A Apolitical aponta você por seu papel na construção dessa plataforma e na maneira como isso contribuiu para solidificar o ensino a distância no setor público. Houve outros prêmios. Como isso impacta seu trabalho?
Natália Teles da Mota: Todas essas premiações e reconhecimentos dialogam não só com a minha atuação individual, mas com a atuação institucional, com toda a repercussão positiva que isso teve nas equipes. São equipes que cresceram muito e cujos integrantes hoje ocupam cargos importantes. Saíram dessa experiência com um senso de espírito público e compromisso muito apurado. Foram equipes em que conseguimos trazer muita diversidade. Havia essa preocupação. Trouxemos profissionais cegos, profissionais surdos, profissionais indígenas, profissionais transsexuais, profissionais negros. Isso foi parte do nosso cotidiano e creio que foi um elemento muito importante para o tipo de transformação que queríamos promover. Fomos capazes de agregar diferentes olhares e referenciais. A diversidade nos fez mais criativos, mais resilientes e mais capazes. Deu estofo àquilo que produzimos. Receber os primeiros prêmios foi algo desconfortável, até difícil mesmo. Eu entendia que estava usurpando o mérito de um coletivo. Receber um reconhecimento individual por algo que foi coletivo é difícil para um servidor público. Não somos dessa cultura da valorização individual. Fui construindo uma narrativa interna para entender esse lugar e para entender que ali eu representava outros servidores e que eles se sentiam reconhecidos por meio do meu reconhecimento.
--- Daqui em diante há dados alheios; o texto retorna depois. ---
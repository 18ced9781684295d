//! Comparison of analytic partials with numerical approximations.

use log::debug;
use nalgebra::DMatrix;
use num_complex::Complex64;

use crate::{
    akima::AkimaEngine,
    error::Result,
    method::{Interpolant, SplineEngine},
};

pub const DEFAULT_FD_STEP: f64 = 1e-6;
pub const COMPLEX_STEP: f64 = 1e-30;

/// Largest deviation of the analytic partials from the numerical ones.
/// - `max_abs_error` - largest elementwise difference,
/// - `max_rel_error` - largest `|J_an - J_num| / |J_num|` (Frobenius norms) over the checked
///   inputs; the absolute norm is used when `J_num` is zero.
#[derive(Debug, Clone, Copy, PartialEq)]
pub struct PartialsCheck {
    pub max_abs_error: f64,
    pub max_rel_error: f64,
}

impl PartialsCheck {
    fn new() -> Self {
        PartialsCheck { max_abs_error: 0.0, max_rel_error: 0.0 }
    }

    fn add(&mut self, analytic: &DMatrix<f64>, numerical: &DMatrix<f64>) {
        let difference = analytic - numerical;
        let abs_error = difference.amax();
        let scale = numerical.norm();
        let rel_error = if scale > 0.0 { difference.norm() / scale } else { difference.norm() };

        self.max_abs_error = self.max_abs_error.max(abs_error);
        self.max_rel_error = self.max_rel_error.max(rel_error);
    }

    pub fn is_within(&self, atol: f64, rtol: f64) -> bool {
        self.max_abs_error <= atol && self.max_rel_error <= rtol
    }
}

/// Checks the partials of any method against central finite differences with `step`.
///
/// Partials with respect to `x_cp` are included when the method provides them. Query points
/// closer than `step` to a control point see the kink of the piecewise polynomial and make
/// the `x_cp` check meaningless.
pub fn check_partials_fd(
    interpolant: &Interpolant,
    x_cp: &[f64],
    y_cp: &[f64],
    x_interp: &[f64],
    step: f64,
) -> Result<PartialsCheck> {
    let with_x = interpolant.supports_x_cp_partials();
    let analytic = interpolant.evaluate(x_cp, y_cp, x_interp, with_x)?;
    let values = |x: &[f64], y: &[f64]| interpolant.evaluate(x, y, x_interp, false).map(|e| e.values);

    let mut numerical = DMatrix::<f64>::zeros(x_interp.len(), x_cp.len());
    let mut perturbed = y_cp.to_vec();
    for j in 0..y_cp.len() {
        perturbed[j] = y_cp[j] + step;
        let forward = values(x_cp, &perturbed)?;
        perturbed[j] = y_cp[j] - step;
        let backward = values(x_cp, &perturbed)?;
        perturbed[j] = y_cp[j];
        numerical.set_column(j, &((forward - backward) / (2.0 * step)));
    }

    let mut check = PartialsCheck::new();
    check.add(&analytic.d_y_cp, &numerical);

    if let Some(d_x_cp) = &analytic.d_x_cp {
        let mut perturbed = x_cp.to_vec();
        for j in 0..x_cp.len() {
            perturbed[j] = x_cp[j] + step;
            let forward = values(&perturbed, y_cp)?;
            perturbed[j] = x_cp[j] - step;
            let backward = values(&perturbed, y_cp)?;
            perturbed[j] = x_cp[j];
            numerical.set_column(j, &((forward - backward) / (2.0 * step)));
        }
        check.add(d_x_cp, &numerical);
    }

    debug!("{} finite difference check: {:?}", interpolant.name(), check);
    Ok(check)
}

/// Checks the Akima partials with respect to `y_cp` and `x_cp` against the complex step.
pub fn check_partials_cs(engine: &AkimaEngine, x_cp: &[f64], y_cp: &[f64], x_interp: &[f64]) -> Result<PartialsCheck> {
    let analytic = engine.interpolate_with_partials(x_cp, y_cp, x_interp, true)?;

    let x_cp_c: Vec<Complex64> = x_cp.iter().map(|v| Complex64::new(*v, 0.0)).collect();
    let y_cp_c: Vec<Complex64> = y_cp.iter().map(|v| Complex64::new(*v, 0.0)).collect();
    let x_interp_c: Vec<Complex64> = x_interp.iter().map(|v| Complex64::new(*v, 0.0)).collect();

    let mut d_y_cp = DMatrix::<f64>::zeros(x_interp.len(), x_cp.len());
    let mut d_x_cp = DMatrix::<f64>::zeros(x_interp.len(), x_cp.len());

    for j in 0..x_cp.len() {
        let mut perturbed = y_cp_c.clone();
        perturbed[j].im = COMPLEX_STEP;
        for (q, value) in engine.interpolate(&x_cp_c, &perturbed, &x_interp_c)?.iter().enumerate() {
            d_y_cp[(q, j)] = value.im / COMPLEX_STEP;
        }

        let mut perturbed = x_cp_c.clone();
        perturbed[j].im = COMPLEX_STEP;
        for (q, value) in engine.interpolate(&perturbed, &y_cp_c, &x_interp_c)?.iter().enumerate() {
            d_x_cp[(q, j)] = value.im / COMPLEX_STEP;
        }
    }

    let mut check = PartialsCheck::new();
    check.add(&analytic.d_y_cp, &d_y_cp);
    if let Some(analytic_x) = &analytic.d_x_cp {
        check.add(analytic_x, &d_x_cp);
    }

    debug!("akima complex step check: {:?}", check);
    Ok(check)
}

#[cfg(test)]
mod tests {
    use rand::Rng;

    use super::*;
    use crate::{akima::AbsWeighting, error::InterpolationError, method::Method, options::InterpOptions};

    fn random_problem(m: usize, n: usize) -> (Vec<f64>, Vec<f64>, Vec<f64>) {
        let mut rng = rand::thread_rng();

        let mut x_cp = vec![0.0];
        for _ in 1..m {
            let last = x_cp[x_cp.len() - 1];
            x_cp.push(last + rng.gen_range(0.5..2.0));
        }
        let y_cp = (0..m).map(|_| rng.gen_range(-10.0..10.0)).collect();

        // query points strictly inside segments, away from the control points
        let x_interp = (0..n)
            .map(|_| {
                let j = rng.gen_range(0..m - 1);
                x_cp[j] + rng.gen_range(0.1..0.9) * (x_cp[j + 1] - x_cp[j])
            })
            .collect();

        (x_cp, y_cp, x_interp)
    }

    #[test]
    fn complex_step_agrees_with_analytic() {
        for delta_x in [0.0, 0.1, 0.5] {
            let engine = AkimaEngine::new(AbsWeighting::from_delta_x(delta_x), 1e-30);
            let (x_cp, y_cp, x_interp) = random_problem(9, 40);

            let check = check_partials_cs(&engine, &x_cp, &y_cp, &x_interp).unwrap();
            assert!(check.is_within(1e-9, 1e-10), "{:?}", check);
        }
    }

    #[test]
    fn complex_step_with_equal_neighbouring_slopes() {
        let x_cp = [1.0, 2.0, 4.0, 6.0, 10.0, 12.0];
        let y_cp = [5.0, 12.0, 14.0, 16.0, 21.0, 29.0];
        let x_interp: Vec<f64> = (1..49).map(|i| 1.0 + 11.0 * i as f64 / 49.0).collect();

        let check = check_partials_cs(&AkimaEngine::default(), &x_cp, &y_cp, &x_interp).unwrap();
        assert!(check.is_within(1e-9, 1e-10), "{:?}", check);
    }

    #[test]
    fn finite_difference_every_method() {
        for (method, options) in [
            (Method::Akima, InterpOptions::new()),
            (Method::Akima, InterpOptions::new().set("delta_x", 0.1)),
            (Method::Cubic, InterpOptions::new()),
            (Method::BSpline, InterpOptions::new()),
            (Method::Slinear, InterpOptions::new()),
        ] {
            let interpolant = Interpolant::new(method, &options).unwrap();
            let (x_cp, y_cp, x_interp) = random_problem(8, 30);

            let check = check_partials_fd(&interpolant, &x_cp, &y_cp, &x_interp, DEFAULT_FD_STEP).unwrap();
            assert!(check.is_within(1e-4, 1e-5), "{}: {:?}", method, check);
        }
    }

    #[test]
    fn unsorted_control_points_are_rejected() {
        let x_cp = [1.0, 2.0, 2.0, 4.0, 5.0];
        let y_cp = [1.0, 2.0, 0.0, 3.0, 1.0];
        let x_interp = [1.5, 3.0];

        for method in [Method::Akima, Method::Cubic, Method::BSpline, Method::Slinear] {
            let interpolant = Interpolant::new(method, &InterpOptions::new()).unwrap();
            let result = check_partials_fd(&interpolant, &x_cp, &y_cp, &x_interp, DEFAULT_FD_STEP);
            assert_eq!(Err(InterpolationError::NonIncreasingX { index: 2 }), result, "{}", method);
        }

        let result = check_partials_cs(&AkimaEngine::default(), &x_cp, &y_cp, &x_interp);
        assert_eq!(Err(InterpolationError::NonIncreasingX { index: 2 }), result);
    }

    #[test]
    fn detects_wrong_partials() {
        let mut check = PartialsCheck::new();
        let analytic = DMatrix::from_row_slice(1, 2, &[1.0, 2.0]);
        let numerical = DMatrix::from_row_slice(1, 2, &[1.0, 2.5]);
        check.add(&analytic, &numerical);

        assert_eq!(0.5, check.max_abs_error);
        assert!(!check.is_within(1e-6, 1e-6));
    }

    #[ignore]
    #[test]
    fn performance() {
        use std::time::Instant;

        use crate::{control_points::ControlPointSet, vectorized::evaluate_rows};

        let mut rng = rand::thread_rng();
        let vec_size = 64;
        let m = 30;
        let x_cp: Vec<f64> = (0..m).map(|i| i as f64 * 0.2).collect();
        let y_cp = DMatrix::from_fn(vec_size, m, |_, _| rng.gen_range(0.0..10.0));
        let x_interp: Vec<f64> = (0..=300).map(|i| 6.0 * i as f64 / 300.0).collect();

        let engine = AkimaEngine::default();
        let points = ControlPointSet::new(x_cp.clone(), y_cp).unwrap();

        let now = Instant::now();
        for k in 0..vec_size {
            assert!(engine.interpolate_with_partials(&x_cp, &points.row(k), &x_interp, true).is_ok());
        }
        let elapsed = now.elapsed();
        println!("sequential rows time: {:.2?}", elapsed);

        let now = Instant::now();
        let evaluation = evaluate_rows(&engine, &points, &x_interp, true).unwrap();
        assert_eq!((vec_size, x_interp.len()), evaluation.values.shape());
        let elapsed = now.elapsed();
        println!("evaluate_rows time: {:.2?}", elapsed);
    }
}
Quais os legados desse trabalho?
Natália Teles da Mota: A forma como essa equipe se relacionou, inclusive dentro de condições que parecem intransponíveis à primeira vista, foi vital. Notar como a comunicação entre uma pessoa surda e uma pessoa cega se tornou não somente viável, mas fluente, nos ensina muito. Apesar de isso não ter um resultado em termos de projeto em sentido mais estrito, foi muito transformador em termos de cultura e de ensinamento sobre a vida. Tudo isso fez parte do olhar sensível que tínhamos para esse projeto. Envolvemos estudantes universitários, muitos voluntários, numa sistemática muito nova para o serviço público. Atuamos pelo fortalecimento da democracia. Queremos levar conhecimento e aprimoramento ao serviço público de todos governos em termos de processos, projetos e liderança. Isso fortalece a democracia. Foi um projeto que deu muito certo e que precisa ser revisto e transformado. Como qualquer projeto, a evolução é parte da sobrevivência. Estamos em outro momento. Porém, independente de como ele deu certo e funcionou, o legado que permaneceu nas pessoas, os talentos que ali foram desenvolvidos ou aprimorados, já fez dessa uma trajetória muito bem-sucedida e uma referência que guardamos para aquilo que criaremos a partir daqui. Liderança, gestão e propósito.